If you’re running Docker on Linux, you have a third option: tmpfs mounts. When you create a container with a tmpfs mount, the container can create files outside the container’s writable layer.

As opposed to volumes and bind mounts, a tmpfs mount is temporary, and only persisted in the host memory. When the container stops, the tmpfs mount is removed, and files written there won’t be persisted.

tmpfs on the Docker host

This is useful to temporarily store sensitive files that you don’t want to persist in either the host or the container writable layer.

Limitations of tmpfs mounts

  • Unlike volumes and bind mounts, you can’t share tmpfs mounts between containers.
  • This functionality is only available if you’re running Docker on Linux.

Choose the --tmpfs or --mount flag

Originally, the --tmpfs flag was used for standalone containers and the --mount flag was used for swarm services. However, starting with Docker 17.06, you can also use --mount with standalone containers. In general, --mount is more explicit and verbose. The biggest difference is that the --tmpfs flag does not support any configurable options.

  • --tmpfs: Mounts a tmpfs mount without allowing you to specify any configurable options, and can only be used with standalone containers.

  • --mount: Consists of multiple key-value pairs, separated by commas and each consisting of a <key>=<value> tuple. The --mount syntax is more verbose than --tmpfs:

    • The type of the mount, which can be bind, volume, or tmpfs. This topic discusses tmpfs, so the type is always tmpfs.
    • The destination takes as its value the path where the tmpfs mount is mounted in the container. May be specified as destination, dst, or target.
    • The tmpfs-size and tmpfs-mode options. See tmpfs options.

The examples below show both the --mount and --tmpfs syntax where possible, and --mount is presented first.

Differences between --tmpfs and --mount behavior

  • The --tmpfs flag does not allow you to specify any configurable options.
  • The --tmpfs flag cannot be used with swarm services. You must use --mount.
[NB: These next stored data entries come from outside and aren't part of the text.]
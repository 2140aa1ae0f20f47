//! # Endpoint Handshake
//!
//! One [`HandshakeInfo`] per control endpoint drives the four-stage
//! negotiation:
//!
//! 1. host → device: feature query (what the host requests)
//! 2. device → host: device query plus runtime data; every requested feature
//!    is negotiated and handed to its consumer
//! 3. host → device: host runtime data for every feature the device asked for
//! 4. device → host: acknowledgement (flashless variants only)
//!
//! Stages advance strictly in order. Re-observing a completed stage is a
//! no-op; a failed stage aborts the endpoint until [`HandshakeInfo::reset`].

use alloc::sync::Arc;
use alloc::vec::Vec;

use mdfsm_hal::{ControlChannel, D2hEvent, Endpoint};

use crate::error::{HandshakeError, HandshakeResult};
use crate::feature::{negotiate, FeatureDescriptor, FeatureId, FeatureSet, SupportLevel};
use crate::hooks::FeatureHooks;
use crate::wire::{self, FeatureEntry, FeatureQuery, Hs2Message, FEATURE_COUNT, RT_DATA_BUDGET};

bitflags::bitflags! {
    /// Progress of one endpoint's handshake
    #[derive(Debug, Clone, Copy, PartialEq, Eq, Hash, Default)]
    pub struct StageFlags: u8 {
        /// Stage-1 query sent
        const HS1_SENT = 1 << 0;
        /// Stage-2 response consumed
        const HS2_DONE = 1 << 1;
        /// Stage-3 runtime data sent
        const HS3_SENT = 1 << 2;
        /// Stage-4 acknowledgement seen
        const HS4_DONE = 1 << 3;
        /// Handshake failed this session
        const ABORTED  = 1 << 7;
    }
}

/// Result of driving a stage
#[derive(Debug, Clone, Copy, PartialEq, Eq)]
pub enum StageOutcome {
    /// Stage ran to completion now
    Completed,
    /// Stage had already completed; nothing was done
    AlreadyDone,
}

/// Per-endpoint handshake state
pub struct HandshakeInfo {
    endpoint: Endpoint,
    channel: Arc<dyn ControlChannel>,
    event_source: D2hEvent,
    requested: FeatureSet,
    supported: FeatureSet,
    hooks: Arc<FeatureHooks>,
    stages: StageFlags,
    /// Outcome per requested feature
    negotiated: Vec<FeatureDescriptor>,
}

impl HandshakeInfo {
    /// Create state for one endpoint
    pub fn new(
        channel: Arc<dyn ControlChannel>,
        event_source: D2hEvent,
        requested: FeatureSet,
        supported: FeatureSet,
        hooks: Arc<FeatureHooks>,
    ) -> Self {
        Self {
            endpoint: channel.endpoint(),
            channel,
            event_source,
            requested,
            supported,
            hooks,
            stages: StageFlags::empty(),
            negotiated: Vec::new(),
        }
    }

    /// Endpoint this state drives
    pub fn endpoint(&self) -> Endpoint {
        self.endpoint
    }

    /// Out-of-band event that announces the device side is ready
    pub fn event_source(&self) -> D2hEvent {
        self.event_source
    }

    /// Control channel
    pub fn channel(&self) -> &Arc<dyn ControlChannel> {
        &self.channel
    }

    /// Hook table for this endpoint
    pub fn hooks(&self) -> &Arc<FeatureHooks> {
        &self.hooks
    }

    /// Stage progress
    pub fn stages(&self) -> StageFlags {
        self.stages
    }

    /// Negotiated level for `id`
    pub fn negotiated_level(&self, id: FeatureId) -> SupportLevel {
        self.negotiated
            .iter()
            .find(|d| d.id == id)
            .map(|d| d.level)
            .unwrap_or(SupportLevel::NotExist)
    }

    fn check_live(&self) -> HandshakeResult<()> {
        if self.stages.contains(StageFlags::ABORTED) {
            return Err(HandshakeError::Aborted(self.endpoint));
        }
        Ok(())
    }

    fn require(&self, prior: StageFlags, stage: u8) -> HandshakeResult<()> {
        self.check_live()?;
        if !self.stages.contains(prior) {
            return Err(HandshakeError::OutOfOrder {
                endpoint: self.endpoint,
                stage,
            });
        }
        Ok(())
    }

    fn fail<T>(&mut self, err: HandshakeError) -> HandshakeResult<T> {
        self.abort();
        Err(err)
    }

    // -------------------------------------------------------------------------
    // Stage 1
    // -------------------------------------------------------------------------

    /// Send the host feature query
    pub fn start(&mut self) -> HandshakeResult<StageOutcome> {
        self.check_live()?;
        if self.stages.contains(StageFlags::HS1_SENT) {
            return Ok(StageOutcome::AlreadyDone);
        }

        let msg = wire::build_hs1(self.requested.to_table());
        if let Err(e) = self.channel.write(&msg) {
            return self.fail(e.into());
        }

        self.stages.insert(StageFlags::HS1_SENT);
        log::debug!(
            target: "mdfsm::handshake",
            "{}: stage 1 sent ({} features requested)",
            self.endpoint,
            self.requested.len()
        );
        Ok(StageOutcome::Completed)
    }

    // -------------------------------------------------------------------------
    // Stages 2 + 3
    // -------------------------------------------------------------------------

    /// Consume the device's stage-2 message and answer with stage 3
    pub fn on_response(&mut self, msg: &[u8]) -> HandshakeResult<StageOutcome> {
        if self.stages.contains(StageFlags::HS2_DONE) {
            return Ok(StageOutcome::AlreadyDone);
        }
        self.require(StageFlags::HS1_SENT, 2)?;

        let result = Hs2Message::parse(msg).and_then(|hs2| {
            self.consume_runtime_data(&hs2)?;
            self.send_runtime_data(&hs2.query)
        });

        match result {
            Ok(sent) => {
                self.stages
                    .insert(StageFlags::HS2_DONE | StageFlags::HS3_SENT);
                log::debug!(
                    target: "mdfsm::handshake",
                    "{}: stage 2 consumed, stage 3 sent ({} bytes)",
                    self.endpoint,
                    sent
                );
                Ok(StageOutcome::Completed)
            },
            Err(e) => self.fail(e),
        }
    }

    fn consume_runtime_data(&mut self, hs2: &Hs2Message<'_>) -> HandshakeResult<()> {
        self.negotiated.clear();
        for req in self.requested.iter() {
            let (offer, payload): (FeatureDescriptor, &[u8]) = match hs2.entry(req.id) {
                Some(e) => (e.descriptor()?, e.data),
                None => (FeatureDescriptor::absent(req.id), &[]),
            };
            let level = negotiate(req, &offer)?;
            self.negotiated
                .push(FeatureDescriptor::new(req.id, level, offer.version));

            if level != SupportLevel::MustSupport {
                log::trace!(
                    target: "mdfsm::handshake",
                    "{}: feature {} negotiated {:?}",
                    self.endpoint,
                    req.id,
                    level
                );
                continue;
            }
            if let Some(consumer) = self.hooks.consumer(req.id) {
                if let Err(e) = consumer.consume(req.id, payload) {
                    log::warn!(
                        target: "mdfsm::handshake",
                        "{}: consumer for {} rejected payload: {}",
                        self.endpoint,
                        req.id,
                        e
                    );
                    return Err(HandshakeError::ConsumerRejected(req.id));
                }
            }
        }
        Ok(())
    }

    fn send_runtime_data(&self, device_query: &FeatureQuery) -> HandshakeResult<usize> {
        let mut block = Vec::new();
        let mut payload = Vec::new();

        for idx in 0..FEATURE_COUNT {
            let id = FeatureId(idx as u8);
            let asked = device_query.descriptor(id)?;
            if asked.level == SupportLevel::NotExist {
                continue;
            }
            let ours = self.supported.get_or_absent(id);
            let level = negotiate(&asked, &ours)?;

            payload.clear();
            if level == SupportLevel::MustSupport {
                if let Some(provider) = self.hooks.provider(id) {
                    provider
                        .provide(id, &mut payload)
                        .map_err(|_| HandshakeError::ProviderFailed(id))?;
                }
            }

            let entry = FeatureEntry {
                id,
                info: FeatureDescriptor::new(id, level, ours.version).info_byte(),
                data: &payload,
            };
            if block.len() + entry.encoded_len() > RT_DATA_BUDGET {
                return Err(HandshakeError::PayloadOverflow {
                    budget: RT_DATA_BUDGET,
                });
            }
            entry.encode_into(&mut block);
        }

        let msg = wire::build_hs3(&block);
        self.channel.write(&msg)?;
        Ok(msg.len())
    }

    // -------------------------------------------------------------------------
    // Stage 4
    // -------------------------------------------------------------------------

    /// Record the device acknowledgement
    pub fn on_ack(&mut self) -> HandshakeResult<StageOutcome> {
        if self.stages.contains(StageFlags::HS4_DONE) {
            return Ok(StageOutcome::AlreadyDone);
        }
        self.require(StageFlags::HS3_SENT, 4)?;
        self.stages.insert(StageFlags::HS4_DONE);
        log::debug!(target: "mdfsm::handshake", "{}: stage 4 acknowledged", self.endpoint);
        Ok(StageOutcome::Completed)
    }

    // -------------------------------------------------------------------------
    // Lifecycle
    // -------------------------------------------------------------------------

    /// Abandon the handshake for this session
    pub fn abort(&mut self) {
        if !self.stages.contains(StageFlags::ABORTED) {
            log::warn!(
                target: "mdfsm::handshake",
                "{}: handshake aborted at {:?}",
                self.endpoint,
                self.stages
            );
        }
        self.stages.insert(StageFlags::ABORTED);
    }

    /// Forget all progress; called when the device leaves the session
    pub fn reset(&mut self) {
        self.negotiated.clear();
        self.stages = StageFlags::empty();
    }
}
Use a tmpfs mount in a container

To use a tmpfs mount in a container, use the --tmpfs flag, or use the --mount flag with type=tmpfs and destination options. There is no source for tmpfs mounts. The following example creates a tmpfs mount at /app in a Nginx container. The first example uses the --mount flag and the second uses the --tmpfs flag.

$ docker run -d \
  -it \
  --name tmptest \
  --mount type=tmpfs,destination=/app \
  nginx:latest
$ docker run -d \
  -it \
  --name tmptest \
  --tmpfs /app \
  nginx:latest

Verify that the mount is a tmpfs mount by running docker container inspect tmptest and looking for the Mounts section:

"Tmpfs": {
    "/app": ""
},

Remove the container:

$ docker container stop tmptest

$ docker container rm tmptest

Specify tmpfs options

tmpfs mounts allow for two configuration options, neither of which is required. If you need to specify these options, you must use the --mount flag, as the --tmpfs flag does not support them.

Option Description
tmpfs-size Size of the tmpfs mount in bytes. Unlimited by default.
tmpfs-mode File mode of the tmpfs in octal. For instance, 700 or 0770. Defaults to 1777 or world-writable.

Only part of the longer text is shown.